Y de repente de la nebulosa gaseosa de la memoria llega el recuerdo algo poroso de ese instante en que los domingos llegaba el diario a casa. Eran dos. Clarín y Página 12. Estábamos transitando los primeros pasos de la democracia en Argentina y el reloj biológico me despertaba, puntual, más o menos a las 10 y ya mi madre a esa hora había leído uno de los diarios o los había repasado. Ventajas de levantarse temprano. Igual, siempre quedaba un diario disponible. Esos domingos pasaban lentos. Había o sobraba el tiempo para todo o casi todo. Con esa ventaja de no saber que hora era. Tampoco importaba demasiado y así pasaban una a una delante de mi ojos las páginas en blanco y negro de esos diarios. Era un ritual. Silencioso. Sólo surcado por esa voz interior que cada uno le pone a la lectura y que no es más que la propia que intenta hablar incrustada en un tubo o arrinconada por el silencio interior.

Que llegaran dos diarios a la casa todos los domingos era (es) un presupuesto. Con los ojos de hoy, pienso que si llegan dos diarios a tu casa, además de tener un buen nivel de ingresos, son dos formas de ver el mundo. Dos ventanas. Uno elige por donde asomarse a mirarlo. O lo mira por ambas ventanas. Después de todo uno paga por ello y descubre que lo mejor es construirse su propia ventana. Durante la mañana de aquellos domingos, avanzaba la mañana y aquellos diarios empezaban a transformarse en un desparramo de hojas y en un revoltijo indescifrable que yacían sobre la la mesa de la cocina luego de pasar por la rigurosa selección de lectura que hacía mi madre. Después me tocaba a mi juntarlos y ordenarlos para desordenarlos otra vez y crear mi nuevo y desordenado orden de lectura. Había, cada tanto, una recomendación sobre que leer. Los domingos eran para leer. Silenciosos y lentos. La tele nos miraba con envidia.
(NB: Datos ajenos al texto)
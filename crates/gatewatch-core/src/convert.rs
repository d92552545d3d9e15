// ── DTO → domain conversions ──
//
// Wire types from gatewatch-api become domain types here. Unknown status
// strings collapse to `Offline` on full snapshots (the gateway is
// authoritative there); live patches handle unknowns separately by
// keeping the previous status.

use std::sync::Arc;

use gatewatch_api::types::{DashboardResponse, HealthCheckDto, NodeDto, TrendPointDto};
use gatewatch_api::ws::HealthCheckEvent;

use crate::model::{HealthCheckRecord, MonitorDashboard, MonitorNode, NodeStatus, TrendPoint};

impl From<TrendPointDto> for TrendPoint {
    fn from(dto: TrendPointDto) -> Self {
        Self {
            timestamp: dto.timestamp,
            success_rate: dto.success_rate,
            avg_time: dto.avg_time,
        }
    }
}

impl From<NodeDto> for MonitorNode {
    fn from(dto: NodeDto) -> Self {
        Self {
            status: NodeStatus::from_wire(&dto.status).unwrap_or_default(),
            id: dto.id,
            name: dto.name,
            url: dto.url,
            weight: dto.weight,
            is_active: dto.is_active,
            disabled: dto.disabled,
            success_rate: dto.success_rate,
            avg_response_time: dto.avg_response_time,
            last_check_at: dto.last_check_at,
            last_error: dto.last_error,
            last_ping_ms: dto.last_ping_ms,
            trend_24h: dto.trend_24h.into_iter().map(TrendPoint::from).collect(),
            total_requests: dto.total_requests,
            failed_requests: dto.failed_requests,
        }
    }
}

impl From<DashboardResponse> for MonitorDashboard {
    fn from(dto: DashboardResponse) -> Self {
        Self {
            account_id: dto.account_id,
            account_name: dto.account_name,
            nodes: dto
                .nodes
                .into_iter()
                .map(|n| Arc::new(MonitorNode::from(n)))
                .collect(),
            updated_at: dto.updated_at,
        }
    }
}

impl From<HealthCheckEvent> for HealthCheckRecord {
    fn from(event: HealthCheckEvent) -> Self {
        Self {
            node_id: event.node_id,
            check_time: event.check_time,
            success: event.success,
            response_time_ms: event.response_time_ms,
            error_message: event.error_message,
            check_method: event.check_method,
        }
    }
}

impl HealthCheckRecord {
    /// Build a record from a history DTO, which carries no node id of
    /// its own.
    pub fn from_dto(node_id: &str, dto: HealthCheckDto) -> Self {
        Self {
            node_id: node_id.into(),
            check_time: dto.check_time,
            success: dto.success,
            response_time_ms: dto.response_time_ms,
            error_message: dto.error_message,
            check_method: if dto.check_method.is_empty() {
                "api".into()
            } else {
                dto.check_method
            },
        }
    }
}

#[cfg(test)]
#[allow(clippy::unwrap_used)]
mod tests {
    use super::*;

    #[test]
    fn node_dto_with_unknown_status_defaults_to_offline() {
        let dto = NodeDto {
            id: "n1".into(),
            name: "relay".into(),
            url: String::new(),
            status: "degraded".into(),
            weight: 0,
            is_active: false,
            disabled: false,
            success_rate: 0.0,
            avg_response_time: 0,
            last_check_at: None,
            last_error: String::new(),
            last_ping_ms: None,
            trend_24h: Vec::new(),
            total_requests: 0,
            failed_requests: 0,
        };

        let node = MonitorNode::from(dto);
        assert_eq!(node.status, NodeStatus::Offline);
    }

    #[test]
    fn history_dto_defaults_check_method() {
        let dto = HealthCheckDto {
            check_time: "2026-03-01T12:00:00Z".into(),
            success: true,
            response_time_ms: 88,
            error_message: String::new(),
            check_method: String::new(),
        };

        let record = HealthCheckRecord::from_dto("n1", dto);
        assert_eq!(record.node_id, "n1");
        assert_eq!(record.check_method, "api");
    }
}
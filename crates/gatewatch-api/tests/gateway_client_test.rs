#![allow(clippy::unwrap_used)]
// Integration tests for `GatewayClient` using wiremock.

use serde_json::json;
use url::Url;
use wiremock::matchers::{header, method, path, query_param};
use wiremock::{Mock, MockServer, ResponseTemplate};

use gatewatch_api::types::{CreateShareRequest, HealthHistoryQuery};
use gatewatch_api::{Error, GatewayClient};

// ── Helpers ─────────────────────────────────────────────────────────

async fn setup() -> (MockServer, GatewayClient) {
    let server = MockServer::start().await;
    let base_url = Url::parse(&server.uri()).unwrap();
    let client = GatewayClient::with_client(
        reqwest::Client::new(),
        base_url,
        Some("test-api-key".to_string().into()),
    );
    (server, client)
}

fn dashboard_body() -> serde_json::Value {
    json!({
        "account_id": "acct-1",
        "account_name": "Primary",
        "updated_at": "2026-03-01T12:00:00Z",
        "nodes": [
            {
                "id": "n1",
                "name": "relay-east",
                "url": "https://relay-east.example.com",
                "status": "online",
                "weight": 10,
                "is_active": true,
                "disabled": false,
                "success_rate": 99.2,
                "avg_response_time": 412,
                "last_check_at": "2026-03-01T11:59:30Z",
                "last_error": "",
                "last_ping_ms": 38,
                "total_requests": 15023,
                "failed_requests": 120,
                "trend_24h": [
                    { "timestamp": "2026-03-01T11:00:00Z", "success_rate": 98.7, "avg_time": 430 }
                ]
            },
            {
                "id": "n2",
                "name": "relay-west",
                "status": "offline",
                "last_error": "connect timeout"
            }
        ]
    })
}

// ── Dashboard tests ─────────────────────────────────────────────────

#[tokio::test]
async fn test_get_dashboard() {
    let (server, client) = setup().await;

    Mock::given(method("GET"))
        .and(path("/api/monitor/dashboard"))
        .and(header("authorization", "Bearer test-api-key"))
        .respond_with(ResponseTemplate::new(200).set_body_json(dashboard_body()))
        .mount(&server)
        .await;

    let dashboard = client.get_dashboard(None).await.unwrap();

    assert_eq!(dashboard.account_id, "acct-1");
    assert_eq!(dashboard.nodes.len(), 2);
    assert_eq!(dashboard.nodes[0].id, "n1");
    assert_eq!(dashboard.nodes[0].last_ping_ms, Some(38));
    assert_eq!(dashboard.nodes[0].trend_24h.len(), 1);
    // Missing fields on n2 take defaults
    assert_eq!(dashboard.nodes[1].success_rate, 0.0);
    assert!(dashboard.nodes[1].last_ping_ms.is_none());
    assert_eq!(dashboard.nodes[1].last_error, "connect timeout");
}

#[tokio::test]
async fn test_get_dashboard_for_other_account() {
    let (server, client) = setup().await;

    Mock::given(method("GET"))
        .and(path("/api/monitor/dashboard"))
        .and(query_param("account_id", "acct-2"))
        .respond_with(ResponseTemplate::new(200).set_body_json(dashboard_body()))
        .mount(&server)
        .await;

    client.get_dashboard(Some("acct-2")).await.unwrap();
}

#[tokio::test]
async fn test_get_shared_dashboard() {
    let (server, client) = setup().await;

    Mock::given(method("GET"))
        .and(path("/api/monitor/shared/tok-abc"))
        .respond_with(ResponseTemplate::new(200).set_body_json(dashboard_body()))
        .mount(&server)
        .await;

    let dashboard = client.get_shared_dashboard("tok-abc").await.unwrap();
    assert_eq!(dashboard.account_id, "acct-1");
}

#[tokio::test]
async fn test_shared_dashboard_expired_token() {
    let (server, client) = setup().await;

    Mock::given(method("GET"))
        .and(path("/api/monitor/shared/tok-dead"))
        .respond_with(
            ResponseTemplate::new(404).set_body_json(json!({ "error": "share not found" })),
        )
        .mount(&server)
        .await;

    let result = client.get_shared_dashboard("tok-dead").await;

    assert!(
        matches!(result, Err(Error::ShareExpired)),
        "expected ShareExpired, got: {result:?}"
    );
}

// ── Auth tests ──────────────────────────────────────────────────────

#[tokio::test]
async fn test_unauthorized_maps_to_authentication_error() {
    let (server, client) = setup().await;

    Mock::given(method("GET"))
        .and(path("/api/monitor/dashboard"))
        .respond_with(
            ResponseTemplate::new(401).set_body_json(json!({ "error": "invalid api key" })),
        )
        .mount(&server)
        .await;

    let result = client.get_dashboard(None).await;

    match result {
        Err(Error::Authentication { ref message }) => {
            assert!(
                message.contains("invalid api key"),
                "expected gateway message, got: {message}"
            );
        }
        other => panic!("expected Authentication error, got: {other:?}"),
    }
}

#[tokio::test]
async fn test_api_error_carries_status_and_message() {
    let (server, client) = setup().await;

    Mock::given(method("GET"))
        .and(path("/api/monitor/dashboard"))
        .respond_with(
            ResponseTemplate::new(500).set_body_json(json!({ "error": "database unavailable" })),
        )
        .mount(&server)
        .await;

    let result = client.get_dashboard(None).await;

    match result {
        Err(Error::Api {
            ref message,
            status,
            ..
        }) => {
            assert_eq!(status, 500);
            assert!(message.contains("database unavailable"));
        }
        other => panic!("expected Api error, got: {other:?}"),
    }
}

#[tokio::test]
async fn test_non_json_error_body_with_multibyte_text() {
    let (server, client) = setup().await;

    // Byte 200 of the body falls inside a multi-byte character
    let body = format!("{}上游网关错误：节点不可用", "x".repeat(199));
    Mock::given(method("GET"))
        .and(path("/api/monitor/dashboard"))
        .respond_with(ResponseTemplate::new(500).set_body_string(body))
        .mount(&server)
        .await;

    let result = client.get_dashboard(None).await;

    match result {
        Err(Error::Api {
            ref message,
            status,
            ..
        }) => {
            assert_eq!(status, 500);
            assert!(message.contains("HTTP 500"));
        }
        other => panic!("expected Api error, got: {other:?}"),
    }
}

// ── Share tests ─────────────────────────────────────────────────────

#[tokio::test]
async fn test_create_share() {
    let (server, client) = setup().await;

    Mock::given(method("POST"))
        .and(path("/api/monitor/shares"))
        .respond_with(ResponseTemplate::new(200).set_body_json(json!({
            "id": "share-1",
            "token": "tok-xyz",
            "share_url": "https://gw.example.com/monitor/tok-xyz",
            "expire_at": "2026-03-02T12:00:00Z",
            "created_at": "2026-03-01T12:00:00Z",
            "revoked": false
        })))
        .mount(&server)
        .await;

    let share = client
        .create_share(&CreateShareRequest {
            account_id: None,
            expire_in: "24h".into(),
        })
        .await
        .unwrap();

    assert_eq!(share.id, "share-1");
    assert_eq!(share.token, "tok-xyz");
    assert!(!share.revoked);
}

#[tokio::test]
async fn test_list_shares() {
    let (server, client) = setup().await;

    Mock::given(method("GET"))
        .and(path("/api/monitor/shares"))
        .respond_with(ResponseTemplate::new(200).set_body_json(json!([
            {
                "id": "share-1",
                "token": "tok-a",
                "created_at": "2026-02-28T00:00:00Z",
                "revoked": false
            },
            {
                "id": "share-2",
                "token": "tok-b",
                "created_at": "2026-02-27T00:00:00Z",
                "revoked": true,
                "revoked_at": "2026-02-28T09:00:00Z"
            }
        ])))
        .mount(&server)
        .await;

    let shares = client.list_shares().await.unwrap();

    assert_eq!(shares.len(), 2);
    assert!(!shares[0].revoked);
    assert!(shares[1].revoked);
    assert_eq!(shares[1].revoked_at.as_deref(), Some("2026-02-28T09:00:00Z"));
}

#[tokio::test]
async fn test_revoke_share() {
    let (server, client) = setup().await;

    Mock::given(method("DELETE"))
        .and(path("/api/monitor/shares/share-1"))
        .respond_with(ResponseTemplate::new(204))
        .mount(&server)
        .await;

    client.revoke_share("share-1").await.unwrap();
}

// ── Health history tests ────────────────────────────────────────────

#[tokio::test]
async fn test_get_health_history() {
    let (server, client) = setup().await;

    Mock::given(method("GET"))
        .and(path("/api/nodes/n1/health-history"))
        .and(query_param("limit", "50"))
        .respond_with(ResponseTemplate::new(200).set_body_json(json!({
            "node_id": "n1",
            "from": "2026-02-28T12:00:00Z",
            "to": "2026-03-01T12:00:00Z",
            "total": 2,
            "checks": [
                {
                    "check_time": "2026-03-01T11:59:00Z",
                    "success": true,
                    "response_time_ms": 120,
                    "check_method": "api"
                },
                {
                    "check_time": "2026-03-01T11:58:00Z",
                    "success": false,
                    "error_message": "connect timeout"
                }
            ]
        })))
        .mount(&server)
        .await;

    let history = client
        .get_health_history(
            "n1",
            &HealthHistoryQuery {
                limit: Some(50),
                ..Default::default()
            },
            None,
        )
        .await
        .unwrap();

    assert_eq!(history.node_id, "n1");
    assert_eq!(history.total, 2);
    assert_eq!(history.checks.len(), 2);
    assert!(history.checks[0].success);
    assert_eq!(history.checks[1].error_message, "connect timeout");
    assert_eq!(history.checks[1].response_time_ms, 0);
}

#[tokio::test]
async fn test_health_history_with_share_token() {
    let (server, client) = setup().await;

    Mock::given(method("GET"))
        .and(path("/api/nodes/n1/health-history"))
        .and(query_param("share_token", "tok-abc"))
        .respond_with(ResponseTemplate::new(200).set_body_json(json!({
            "node_id": "n1",
            "total": 0,
            "checks": []
        })))
        .mount(&server)
        .await;

    let history = client
        .get_health_history("n1", &HealthHistoryQuery::default(), Some("tok-abc"))
        .await
        .unwrap();

    assert!(history.checks.is_empty());
}
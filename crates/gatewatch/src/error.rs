//! CLI error types with miette diagnostics.
//!
//! Maps `CoreError` and `ConfigError` variants into user-facing errors
//! with actionable help text.

use miette::Diagnostic;
use thiserror::Error;

use gatewatch_core::CoreError;

/// Exit codes.
pub mod exit_code {
    pub const GENERAL: i32 = 1;
    pub const USAGE: i32 = 2;
    pub const AUTH: i32 = 3;
    pub const NOT_FOUND: i32 = 4;
    pub const CONNECTION: i32 = 7;
    pub const TIMEOUT: i32 = 8;
}

#[derive(Debug, Error, Diagnostic)]
pub enum CliError {
    // ── Connection ───────────────────────────────────────────────────
    #[error("Could not connect to gateway at {url}")]
    #[diagnostic(
        code(gatewatch::connection_failed),
        help(
            "Check that the gateway is running and accessible.\n\
             URL: {url}\n\
             Try: gatewatch status --insecure"
        )
    )]
    ConnectionFailed {
        url: String,
        #[source]
        source: Box<dyn std::error::Error + Send + Sync>,
    },

    // ── Authentication ───────────────────────────────────────────────
    #[error("Authentication failed")]
    #[diagnostic(
        code(gatewatch::auth_failed),
        help(
            "Verify your API key.\n\
             Check the API Keys page on your gateway, or set GATEWATCH_API_KEY."
        )
    )]
    AuthFailed { profile: String },

    #[error("Share link invalid or expired")]
    #[diagnostic(
        code(gatewatch::share_expired),
        help("Ask the dashboard owner for a fresh share link, or use an API key.")
    )]
    ShareExpired,

    #[error("No credentials configured for profile '{profile}'")]
    #[diagnostic(
        code(gatewatch::no_credentials),
        help(
            "Configure credentials with: gatewatch config init\n\
             Or set the GATEWATCH_API_KEY environment variable."
        )
    )]
    NoCredentials { profile: String },

    // ── Resources ────────────────────────────────────────────────────
    #[error("{resource_type} '{identifier}' not found")]
    #[diagnostic(
        code(gatewatch::not_found),
        help("Run: gatewatch {list_command} to see available {resource_type}s")
    )]
    NotFound {
        resource_type: String,
        identifier: String,
        list_command: String,
    },

    // ── API ──────────────────────────────────────────────────────────
    #[error("Gateway API error ({code}): {message}")]
    #[diagnostic(code(gatewatch::api_error))]
    ApiError { code: String, message: String },

    // ── Validation ───────────────────────────────────────────────────
    #[error("Invalid value for {field}: {reason}")]
    #[diagnostic(code(gatewatch::validation))]
    Validation { field: String, reason: String },

    // ── Configuration ────────────────────────────────────────────────
    #[error("Profile '{name}' not found in configuration")]
    #[diagnostic(
        code(gatewatch::profile_not_found),
        help(
            "Available profiles: {available}\n\
             Create one with: gatewatch config init"
        )
    )]
    ProfileNotFound { name: String, available: String },

    #[error("Configuration file not found")]
    #[diagnostic(
        code(gatewatch::no_config),
        help(
            "Create one with: gatewatch config init --gateway <URL>\n\
             Expected at: {path}"
        )
    )]
    NoConfig { path: String },

    #[error(transparent)]
    #[diagnostic(code(gatewatch::config))]
    Config(#[from] gatewatch_config::ConfigError),

    // ── Timeout ──────────────────────────────────────────────────────
    #[error("Request timed out after {seconds}s")]
    #[diagnostic(
        code(gatewatch::timeout),
        help("Increase timeout with --timeout or check gateway responsiveness.")
    )]
    Timeout { seconds: u64 },

    // ── IO / Serialization ────────────────────────────────────────────
    #[error(transparent)]
    Io(#[from] std::io::Error),

    #[error("Invalid JSON payload: {0}")]
    #[diagnostic(code(gatewatch::json))]
    Json(#[from] serde_json::Error),
}

impl CliError {
    /// Map this error to an exit code for process termination.
    pub fn exit_code(&self) -> i32 {
        match self {
            Self::ConnectionFailed { .. } => exit_code::CONNECTION,
            Self::AuthFailed { .. } | Self::ShareExpired | Self::NoCredentials { .. } => {
                exit_code::AUTH
            }
            Self::NotFound { .. } | Self::ProfileNotFound { .. } => exit_code::NOT_FOUND,
            Self::Timeout { .. } => exit_code::TIMEOUT,
            Self::Validation { .. } => exit_code::USAGE,
            _ => exit_code::GENERAL,
        }
    }
}

// ── CoreError → CliError mapping ─────────────────────────────────────

impl From<CoreError> for CliError {
    fn from(err: CoreError) -> Self {
        match err {
            CoreError::ConnectionFailed { url, reason } => CliError::ConnectionFailed {
                url,
                source: reason.into(),
            },

            CoreError::AuthenticationFailed { message: _ } => CliError::AuthFailed {
                profile: "current".into(),
            },

            CoreError::ShareExpired => CliError::ShareExpired,

            CoreError::Disconnected => CliError::ConnectionFailed {
                url: "(disconnected)".into(),
                source: "Gateway connection was lost".into(),
            },

            CoreError::Timeout { timeout_secs } => CliError::Timeout {
                seconds: timeout_secs,
            },

            CoreError::NodeNotFound { identifier } => CliError::NotFound {
                resource_type: "node".into(),
                identifier,
                list_command: "status".into(),
            },

            CoreError::ShareNotFound { identifier } => CliError::NotFound {
                resource_type: "share".into(),
                identifier,
                list_command: "share list".into(),
            },

            CoreError::Api {
                message,
                code,
                status: _,
            } => CliError::ApiError {
                code: code.unwrap_or_default(),
                message,
            },

            CoreError::Config { message } => CliError::Validation {
                field: "config".into(),
                reason: message,
            },

            CoreError::Internal(message) => CliError::ApiError {
                code: "internal".into(),
                message,
            },
        }
    }
}
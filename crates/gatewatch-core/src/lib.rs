// gatewatch-core: Reactive monitor state layer between gatewatch-api and
// consumers (CLI).

pub mod coalescer;
pub mod config;
pub mod convert;
pub mod error;
pub mod model;
pub mod monitor;
pub mod reducer;
pub mod store;
pub mod stream;

// ── Primary re-exports ──────────────────────────────────────────────
pub use coalescer::Coalescer;
pub use config::{MonitorAuth, MonitorConfig, TlsVerification};
pub use error::CoreError;
pub use monitor::{ConnectionState, Monitor};
pub use reducer::DashboardState;
pub use store::MonitorStore;
pub use stream::StateStream;

// Re-export model types at the crate root for ergonomics.
pub use model::{HealthCheckRecord, MonitorDashboard, MonitorNode, NodeStatus, TrendPoint};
La radio enmudecía casi todo el día. No había internet. ni celulares, ni correo electrónico, ni tabletas. Ni redes sociales. Y no es ni bueno ni malo, hoy todo cambió y uno se adapta, como puede y si puede.

Sólo rompía aquel silencio dominical otro ritual. La vecina que tocaba el timbre en la tarde para llevarse de prestado Clarín y al que tal vez volvía a someter a un nuevo escrutinio de lectura, desorden y desparramo de páginas. A veces nos devolvía el diario marcado y garabateado con tinta de birome azul pero ya era otro diario. Tenía color y subrayadas oraciones en algunas notas y artículos. En esa devolución mi madre empezaba, como al pasar, a comentar alguna nota con la vecina. Casi nunca coincidían en la lectura pero igual se informaban de aquello que la otra no había leído, lo cual les ampliaba el espectro informativo. Cuando coincidían en la lectura, la charla se estiraba casi al infinito con mi madre parada en la puerta del departamento y la vecina parada en la suya. Las voces se agigantaban en el pasillo por el eco del edificio. Tal vez los otros vecinos que se levantaban bien tarde y que no habían comprado el diario, ya tenían un primer menú informativo de viva voz y hasta con interpretaciones y opiniones libres de radio pasillo. Una especie de red social mínima y directa de lector a lector (consumer to consumer, sería décadas después). Luego caía la tarde. Empezaba la radio a sacudirse la modorra del silencio de la casa por que empezaban los partidos de fútbol. La tele seguiría en silencio hasta entrada la noche donde deslumbraba El Show de Tato Bores. A esa hora los diarios ya gastados y desordenados y sin que nadie tenga intenciones de volver a leerlos, se apilaban en algún rincón de la cocina. El domingo se extinguía suave y lento. Hasta que dentro de una semana el silencio y la lectura fueran de nuevo convocados y se inicie el ritual dominguero.